Hadoop and Big Data: RevealedSachin Holla

Getting started big dataKibrom Gebrehiwot

Bigdata and Hadoop BootcampSpotle.ai

02 Hadoop.pptx HADOOP VENNELA DONTHIREDDYVenneladonthireddy1

Seminar pptRajatTripathi34

Hadoop ppt1chariorienit

Hadoop Demystified + MapReduce (Java and C#), Pig, and Hive DemosLester Martin

hadoop-ecosystem-ppt.pptxraghavanand36

Need for Time series DatabasePramit Choudhary

Introduction to Hadoop and Big DataJoe Alex

Hadoop trainingTIB Academy

Hadoop PrimerSteve Staso

Similar to Impala turbocharge your big data access (20)
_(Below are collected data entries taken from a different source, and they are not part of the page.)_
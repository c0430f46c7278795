//! Shoplink - links storefront orders to the drop-ship supplier orders that
//! fulfill them, and reports day-by-day profitability.
//!
//! # Pipeline
//!
//! The reconciliation pipeline runs in four stages per storefront order:
//!
//! 1. [`shoplink_core::extract_references`] pulls supplier order references
//!    out of the free-text order note.
//! 2. [`pipeline::Fetcher`] fetches the referenced supplier orders
//!    concurrently with bounded retry.
//! 3. [`pipeline::persist_outcomes`] upserts the fetched orders and items by
//!    natural key and links them to the originating storefront order.
//! 4. [`pipeline::BackfillWalker`] drives 1-3 over a display-number range,
//!    newest first, tolerating gaps and per-order failures.
//!
//! [`report::ProfitReporter`] later reads the persisted linkage graph and
//! combines it with ad spend into daily and range-level metrics.
//!
//! All writes are idempotent upserts over natural keys, so an interrupted
//! backfill can be rerun from the same or an earlier display number.

#![cfg_attr(not(test), forbid(unsafe_code))]

pub mod config;
pub mod models;
pub mod pipeline;
pub mod report;
pub mod sources;
pub mod store;
pub mod sync;
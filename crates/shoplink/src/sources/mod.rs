//! External data sources: marketplace, supplier, and ad platform clients.
//!
//! # Architecture
//!
//! Each collaborator is a trait so the pipeline can run against fakes in
//! tests. The concrete clients pin one response-schema contract each; the
//! reconciliation core never sees a raw API response.
//!
//! - [`MarketplaceOrders`] - storefront orders ([`ShopifyClient`])
//! - [`SupplierOrders`] - drop-ship supplier orders ([`EbayClient`])
//! - [`AdSpend`] - daily advertising spend ([`MetaClient`])

mod ebay;
mod meta;
mod shopify;

pub use ebay::EbayClient;
pub use meta::MetaClient;
pub use shopify::ShopifyClient;

use async_trait::async_trait;
use chrono::NaiveDate;
use thiserror::Error;

use shoplink_core::{DisplayNumber, OrderId, SupplierOrderRef};

use crate::models::{DailySpend, FetchedSupplierOrder, Fulfillment, StorefrontOrder};

/// Errors that can occur when calling an external source.
#[derive(Debug, Error)]
pub enum SourceError {
    /// Connectivity, timeout, or 5xx-class failure. Retryable.
    #[error("transient network error: {0}")]
    Transient(String),

    /// The source has no such resource. Terminal; never retried.
    #[error("not found: {0}")]
    NotFound(String),

    /// The response could not be parsed into the data model. Terminal for
    /// the affected identifier; logged and treated as absent.
    #[error("malformed response: {0}")]
    Malformed(String),
}

impl SourceError {
    /// Whether the retry policy applies to this error.
    #[must_use]
    pub const fn is_transient(&self) -> bool {
        matches!(self, Self::Transient(_))
    }
}

impl From<reqwest::Error> for SourceError {
    fn from(err: reqwest::Error) -> Self {
        if err.is_decode() {
            Self::Malformed(err.to_string())
        } else {
            // Timeouts, connection failures, and request errors are all
            // retryable from the caller's point of view.
            Self::Transient(err.to_string())
        }
    }
}

/// The storefront marketplace (collaborator boundary, spec'd read-only).
#[async_trait]
pub trait MarketplaceOrders: Send + Sync {
    /// List the newest orders, newest first.
    async fn list_orders(&self, limit: usize) -> Result<Vec<StorefrontOrder>, SourceError>;

    /// Exact display-number lookup. `None` when the number is a gap.
    async fn order_by_number(
        &self,
        number: DisplayNumber,
    ) -> Result<Option<StorefrontOrder>, SourceError>;

    /// Fulfillment records for an order; empty when none exist yet.
    async fn fulfillments(&self, order_id: &OrderId) -> Result<Vec<Fulfillment>, SourceError>;
}

/// The drop-ship supplier's order API.
#[async_trait]
pub trait SupplierOrders: Send + Sync {
    /// Fetch one supplier order with its items.
    ///
    /// `Ok(None)` means the supplier has no such order (terminal).
    /// `Err(Transient)` is eligible for retry per the orchestrator's policy.
    async fn get_order(
        &self,
        reference: &SupplierOrderRef,
    ) -> Result<Option<FetchedSupplierOrder>, SourceError>;
}

/// The advertising platform's daily spend aggregate.
#[async_trait]
pub trait AdSpend: Send + Sync {
    /// Spend, impressions, and clicks for one date. A day with no delivery
    /// yields a zero aggregate, not an error.
    async fn daily_spend(&self, date: NaiveDate) -> Result<DailySpend, SourceError>;
}

#[cfg(test)]
mod tests {
    use super::*;

    #[test]
    fn test_source_error_display() {
        let err = SourceError::NotFound("12-34567-89012".to_string());
        assert_eq!(err.to_string(), "not found: 12-34567-89012");

        let err = SourceError::Transient("connection reset".to_string());
        assert_eq!(err.to_string(), "transient network error: connection reset");
    }

    #[test]
    fn test_only_transient_is_retryable() {
        assert!(SourceError::Transient("timeout".into()).is_transient());
        assert!(!SourceError::NotFound("x".into()).is_transient());
        assert!(!SourceError::Malformed("bad json".into()).is_transient());
    }
}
Java One 2017: Open Source Big Data in the Cloud: Hadoop, M/R, Hive, Spark an...

Big Data Concepts

Interactive SQL-on-Hadoop and JethroData

9/2017 STL HUG - Back to School

The other Apache Technologies your Big Data solution needs

963

Hadoop

Big Data Hoopla Simplified - TDWI Memphis 2014

Hadoop and Big Data: Revealed

Getting started big data

Bigdata and Hadoop Bootcamp

02 Hadoop.pptx HADOOP VENNELA DONTHIREDDY

Seminar ppt

Hadoop ppt1

Hadoop Demystified + MapReduce (Java and C#), Pig, and Hive Demos

hadoop-ecosystem-ppt.pptx

Need for Time series Database

Introduction to Hadoop and Big Data

Hadoop training

Hadoop Primer

Recently uploaded

毕业文凭制作#回国入职#diploma#degree澳洲中央昆士兰大学毕业证成绩单pdf电子版制作修改#毕业文凭制作#回国入职#diploma#degreeyuu sss

Call Girls In Dwarka 9654467111 Escorts ServiceSapana Sha

Call Girls in Saket 99530🔝 56974 Escort Service9953056974 Low Rate Call Girls In Saket, Delhi NCR

Call Girls in Defence Colony Delhi 💯Call Us 🔝8264348440🔝soniya singh

INTERNSHIP ON PURBASHA COMPOSITE TEX LTDRafezzaman

NLP Data Science Project Presentation:Predicting Heart Disease with NLP Data ...Boston Institute of Analytics

原版1:1定制南十字星大学毕业证（SCU毕业证）#文凭成绩单#真实留信学历认证永久存档208367051

High Class Call Girls Noida Sector 39 Aarushi 🔝8264348440🔝 Independent Escort...soniya singh

Customer Service Analytics - Make Sense of All Your Data.pptxEmmanuel Dauda

From idea to production in a day – Leveraging Azure ML and Streamlit to build...Florian Roscheck

Consent & Privacy Signals on Google *Pixels* - MeasureCamp Amsterdam 2024thyngster

Indian Call Girls in Abu Dhabi O5286O24O8 Call Girls in Abu Dhabi By Independ...dajasot375

RadioAdProWritingCinderellabyButleri.pdfgstagge

Building on a FAIRly Strong Foundation to Connect Academic Research to Transl...Jack DiGiovanna

Call Us ➥97111√47426🤳Call Girls in Aerocity (Delhi NCR)jennyeacort

Saket, (-DELHI )+91-9654467111-(=)CHEAP Call Girls in Escorts Service Saket C...Sapana Sha

Predicting Salary Using Data Science: A Comprehensive Analysis.pdfBoston Institute of Analytics

专业一比一美国俄亥俄大学毕业证成绩单pdf电子版制作修改yuu sss

EMERCE - 2024 - AMSTERDAM - CROSS-PLATFORM TRACKING WITH GOOGLE ANALYTICS.pptxthyngster

How we prevented account sharing with MFAAndrei Kaleshka

Recently uploaded (20)

毕业文凭制作#回国入职#diploma#degree澳洲中央昆士兰大学毕业证成绩单pdf电子版制作修改#毕业文凭制作#回国入职#diploma#degree

Call Girls In Dwarka 9654467111 Escorts Service

Call Girls in Saket 99530🔝 56974 Escort Service

Call Girls in Defence Colony Delhi 💯Call Us 🔝8264348440🔝

INTERNSHIP ON PURBASHA COMPOSITE TEX LTD

NLP Data Science Project Presentation:Predicting Heart Disease with NLP Data ...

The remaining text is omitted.